Cuando el muchacho encontraba acomodo, el padre se despedía de él con un par de besos y cuatro lagrimones, y en seguida iba por el macho para volver a casa, prometiendo escribir pasados unos meses; pero si en todas las tiendas recibían una negativa y era desechada la oferta del criadico, entonces se realizaba la leyenda inhumana, de cuya veracidad dudaban muchos.
Vagaban padre e hijo, aturdidos por el ruido de la venta, estrujados por los codazos de la muchedumbre, e insensiblemente, atraídos por una fuerza misteriosa, iban a detenerse en la escalinata de la Lonja, frente a la famosa fachada de los Santos Juanes. La original veleta, el famoso Pardalot, giraba majestuosamente.
—¡Mia, chiquio, qué pájaro!... ¡Cómo se menea!... —decía el padre.
Y cuando el cerril retoño estaba más encantado en la contemplación de una maravilla nunca vista en el lugar, el autor de sus días se escurría entre el gentío, y al volver el muchacho en sí, ya el padre salía montado en el macho por la Puerta de Serranos, con la conciencia satisfecha de haber puesto al chico en el camino de la fortuna.

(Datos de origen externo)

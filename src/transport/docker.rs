//! Container lifecycle through the `docker` CLI on each node.

use fleetkit::converge::CONTAINER_DATA_DIR;
use fleetkit::{
    CommandOutput, ContainerRuntime, ContainerSpec, ContainerState, Error, Node, RemoteExec,
    Result, shell_quote,
};
use std::sync::Arc;
use std::time::Duration;

/// Where the rendered config is mounted inside the container.
const CONTAINER_CONFIG_PATH: &str = "/etc/mongod.conf";

const INSPECT_FORMAT: &str =
    "{{.State.Running}}|{{.Config.Image}}|{{if .State.Health}}{{.State.Health.Status}}{{end}}";

/// [`ContainerRuntime`] that drives `docker` over a [`RemoteExec`].
pub struct DockerRuntime {
    remote: Arc<dyn RemoteExec>,
}

impl DockerRuntime {
    pub fn new(remote: Arc<dyn RemoteExec>) -> Self {
        Self { remote }
    }

    fn docker(&self, node: &Node, args: &str, timeout: Duration) -> Result<CommandOutput> {
        self.remote.exec(node, &format!("docker {args}"), timeout)
    }

    fn docker_ok(&self, node: &Node, args: &str, timeout: Duration) -> Result<String> {
        let output = self.docker(node, args, timeout)?;
        if output.success() {
            Ok(output.stdout)
        } else {
            Err(Error::RemoteError {
                node: node.id.clone(),
                code: output.code,
                stderr: output.stderr.trim().to_string(),
            })
        }
    }
}

impl ContainerRuntime for DockerRuntime {
    fn inspect(&self, node: &Node, name: &str, timeout: Duration) -> Result<ContainerState> {
        let output = self.docker(
            node,
            &format!("inspect --format {} {}", shell_quote(INSPECT_FORMAT), shell_quote(name)),
            timeout,
        )?;
        if !output.success() {
            if is_missing(&output.stderr) {
                return Ok(ContainerState::default());
            }
            return Err(Error::RemoteError {
                node: node.id.clone(),
                code: output.code,
                stderr: output.stderr.trim().to_string(),
            });
        }
        Ok(parse_inspect(&output.stdout))
    }

    fn ensure_running(
        &self,
        node: &Node,
        spec: &ContainerSpec,
        timeout: Duration,
    ) -> Result<bool> {
        let state = self.inspect(node, &spec.name, timeout)?;
        let same_image = state.image.as_deref() == Some(spec.image.as_str());

        if state.running && same_image {
            return Ok(false);
        }
        if state.exists && same_image {
            self.docker_ok(node, &format!("start {}", shell_quote(&spec.name)), timeout)?;
            return Ok(true);
        }
        if state.exists {
            self.docker_ok(node, &format!("rm -f {}", shell_quote(&spec.name)), timeout)?;
        }

        // docker would create a directory in place of a missing mount source
        let config = shell_quote(&spec.config_path);
        if !self.remote.exec(node, &format!("test -f {config}"), timeout)?.success() {
            return Err(Error::precondition(format!(
                "{} must exist before container {} is created",
                spec.config_path, spec.name
            )));
        }

        self.docker_ok(node, &format!("pull {}", shell_quote(&spec.image)), timeout)?;
        self.docker_ok(node, &run_args(spec), timeout)?;
        log::info!("{}: started {} from {}", node.id, spec.name, spec.image);
        Ok(true)
    }

    fn restart(&self, node: &Node, name: &str, timeout: Duration) -> Result<()> {
        self.docker_ok(node, &format!("restart {}", shell_quote(name)), timeout)
            .map(|_| ())
    }

    fn stop(&self, node: &Node, name: &str, timeout: Duration) -> Result<()> {
        let output = self.docker(node, &format!("stop {}", shell_quote(name)), timeout)?;
        if output.success() || is_missing(&output.stderr) {
            Ok(())
        } else {
            Err(Error::RemoteError {
                node: node.id.clone(),
                code: output.code,
                stderr: output.stderr.trim().to_string(),
            })
        }
    }
}

fn is_missing(stderr: &str) -> bool {
    stderr.contains("No such object") || stderr.contains("No such container")
}

fn parse_inspect(stdout: &str) -> ContainerState {
    let mut fields = stdout.trim().splitn(3, '|');
    let running = fields.next() == Some("true");
    let image = fields.next().filter(|s| !s.is_empty()).map(String::from);
    let healthy = match fields.next() {
        Some("healthy") => Some(true),
        Some("unhealthy") => Some(false),
        _ => None,
    };
    ContainerState {
        exists: true,
        running,
        image,
        healthy,
    }
}

/// `docker run` arguments for a fresh container.
///
/// Host networking keeps the database reachable at `host:port`, which is
/// also the address replica-set members use for each other.
fn run_args(spec: &ContainerSpec) -> String {
    format!(
        "run -d --name {name} --restart unless-stopped --network host \
         -v {data}:{CONTAINER_DATA_DIR} -v {config}:{CONTAINER_CONFIG_PATH}:ro \
         {image} --config {CONTAINER_CONFIG_PATH}",
        name = shell_quote(&spec.name),
        data = shell_quote(&spec.data_path),
        config = shell_quote(&spec.config_path),
        image = shell_quote(&spec.image),
    )
}
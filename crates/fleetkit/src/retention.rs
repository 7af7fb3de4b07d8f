//! Retention rotation of backup artifacts.

use crate::error::Result;
use crate::store::ArtifactStore;
use chrono::{DateTime, Duration, Utc};
use serde::{Deserialize, Serialize};

/// What a rotation pass did.
#[derive(Debug, Clone, Default, PartialEq, Eq, Serialize, Deserialize)]
pub struct RetentionReport {
    /// Deleted artifacts, oldest first
    pub deleted: Vec<String>,
    /// Artifacts remaining after rotation
    pub kept: usize,
    /// Deletion that stopped the pass early
    pub failure: Option<String>,
}

impl RetentionReport {
    /// One-line summaries for an operation result.
    pub fn notes(&self) -> Vec<String> {
        let mut notes = Vec::new();
        if self.deleted.is_empty() {
            notes.push(format!("retention: nothing to rotate ({} kept)", self.kept));
        } else {
            notes.push(format!(
                "retention: deleted {} ({} kept)",
                self.deleted.join(", "),
                self.kept
            ));
        }
        if let Some(failure) = &self.failure {
            notes.push(format!("retention stopped early: {failure}"));
        }
        notes
    }
}

/// Delete artifacts of `environment` older than `now - retention_days`.
///
/// Deletes oldest first and stops at the first failure, which is reported
/// in the result rather than returned. `protect` names an artifact that is
/// never deleted (the one just written).
pub fn rotate(
    store: &dyn ArtifactStore,
    environment: &str,
    retention_days: u32,
    now: DateTime<Utc>,
    protect: Option<&str>,
) -> Result<RetentionReport> {
    let cutoff = now - Duration::days(i64::from(retention_days));
    let artifacts = store.list(environment)?;
    let mut report = RetentionReport {
        kept: artifacts.len(),
        ..RetentionReport::default()
    };

    for artifact in artifacts
        .iter()
        .filter(|a| a.timestamp < cutoff && Some(a.file_name.as_str()) != protect)
    {
        match store.delete(artifact) {
            Ok(()) => {
                log::info!("Rotated out {}", artifact.file_name);
                report.deleted.push(artifact.file_name.clone());
                report.kept -= 1;
            }
            Err(e) => {
                log::warn!("Failed to delete {}: {}", artifact.file_name, e);
                report.failure = Some(format!("{}: {e}", artifact.file_name));
                break;
            }
        }
    }

    Ok(report)
}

El muchacho berreaba y corría de un lado a otro llamando a su padre. «¡Otro a quien han engañado!», decían los dependientes desde sus mostradores, adivinando lo ocurrido; y nunca faltaba un comerciante generoso que, por ser de la tierra y recordando los principios de su carrera, tomase bajo su protección al abandonado y le metiese en su casa, aunque no le faltase criadico.

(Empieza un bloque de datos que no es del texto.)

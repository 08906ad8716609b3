//! Required actions - the (path, action) pairs an invocation needs authorized.

use serde::{Deserialize, Serialize};
use std::fmt;

use crate::path::ResourcePath;

/// A single (path, action) pair that must be covered by a policy.
#[derive(Debug, Clone, PartialEq, Eq, Hash, Serialize, Deserialize)]
pub struct RequiredAction {
    /// Resource path being acted on.
    pub path: ResourcePath,
    /// Action name (e.g. `read`, `write`).
    pub action: String,
}

impl RequiredAction {
    /// Create a required action.
    #[must_use]
    pub fn new(path: impl Into<ResourcePath>, action: impl Into<String>) -> Self {
        Self {
            path: path.into(),
            action: action.into(),
        }
    }
}

impl fmt::Display for RequiredAction {
    fn fmt(&self, f: &mut fmt::Formatter<'_>) -> fmt::Result {
        write!(f, "{}#{}", self.path, self.action)
    }
}

/// A path together with every action the invocation performs on it.
///
/// This is the shape resources return from action extraction; a multi-action
/// group is flattened into one [`RequiredAction`] per action before policy
/// evaluation.
#[derive(Debug, Clone, PartialEq, Eq, Serialize, Deserialize)]
pub struct ActionGroup {
    /// Resource path.
    pub path: ResourcePath,
    /// Actions performed on the path.
    pub actions: Vec<String>,
}

impl ActionGroup {
    /// Create an action group.
    #[must_use]
    pub fn new<I, S>(path: impl Into<ResourcePath>, actions: I) -> Self
    where
        I: IntoIterator<Item = S>,
        S: Into<String>,
    {
        Self {
            path: path.into(),
            actions: actions.into_iter().map(Into::into).collect(),
        }
    }

    /// Flatten into individual required actions, preserving action order.
    pub fn flatten(self) -> impl Iterator<Item = RequiredAction> {
        let path = self.path;
        self.actions
            .into_iter()
            .map(move |action| RequiredAction::new(path.clone(), action))
    }

    /// Flatten a list of groups, preserving group order then action order.
    #[must_use]
    pub fn flatten_all(groups: impl IntoIterator<Item = Self>) -> Vec<RequiredAction> {
        groups.into_iter().flat_map(Self::flatten).collect()
    }
}
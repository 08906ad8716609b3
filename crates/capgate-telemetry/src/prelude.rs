//! Prelude module - commonly used types for convenient import.
//!
//! Use `use capgate_telemetry::prelude::*;` to import all essential types.

// Errors
pub use crate::{TelemetryError, TelemetryResult};

// Logging configuration
pub use crate::{LogConfig, LogFormat, LogTarget};

// Setup functions
pub use crate::{setup_default_logging, setup_logging};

La miseria del lugar, la abundancia de hijos y, sobre todo, la cándida creencia de que en Valencia estaba la fortuna, justificaban en parte el cruel abandono de los hijos. Ir a Valencia era seguir el camino de la riqueza, y el nombre de la ciudad figuraba en todas las conversaciones de los pobres matrimonios aragoneses durante las noches de nieve, junto a los humeantes leños, sonando en sus oídos como el de un paraíso, donde las onzas y los duros rodaban por las calles, bastando agacharse para cogerlos.
El que iba allá abajo se hacía rico; si alguien lo dudaba, allí estaban para atestiguarlo los principales comerciantes de Valencia, con grandes almacenes, buques de vela y casas suntuosas, que habían pasado la niñez en los míseros lugarejos de la provincia de Teruel guardando reses y comiéndose los codos de hambre. Los que habían emprendido el viaje para morir en un hospital, vegetar toda la vida como dependientes de corto sueldo o sentar plaza en el ejército de Cuba, ésos no eran tenidos en cuenta.

Al hacer la estadística de los abandonados ante la velada de San Juan, don Eugenio García, fundador de la tienda de Las Tres Rosas, figuraba en primera línea.”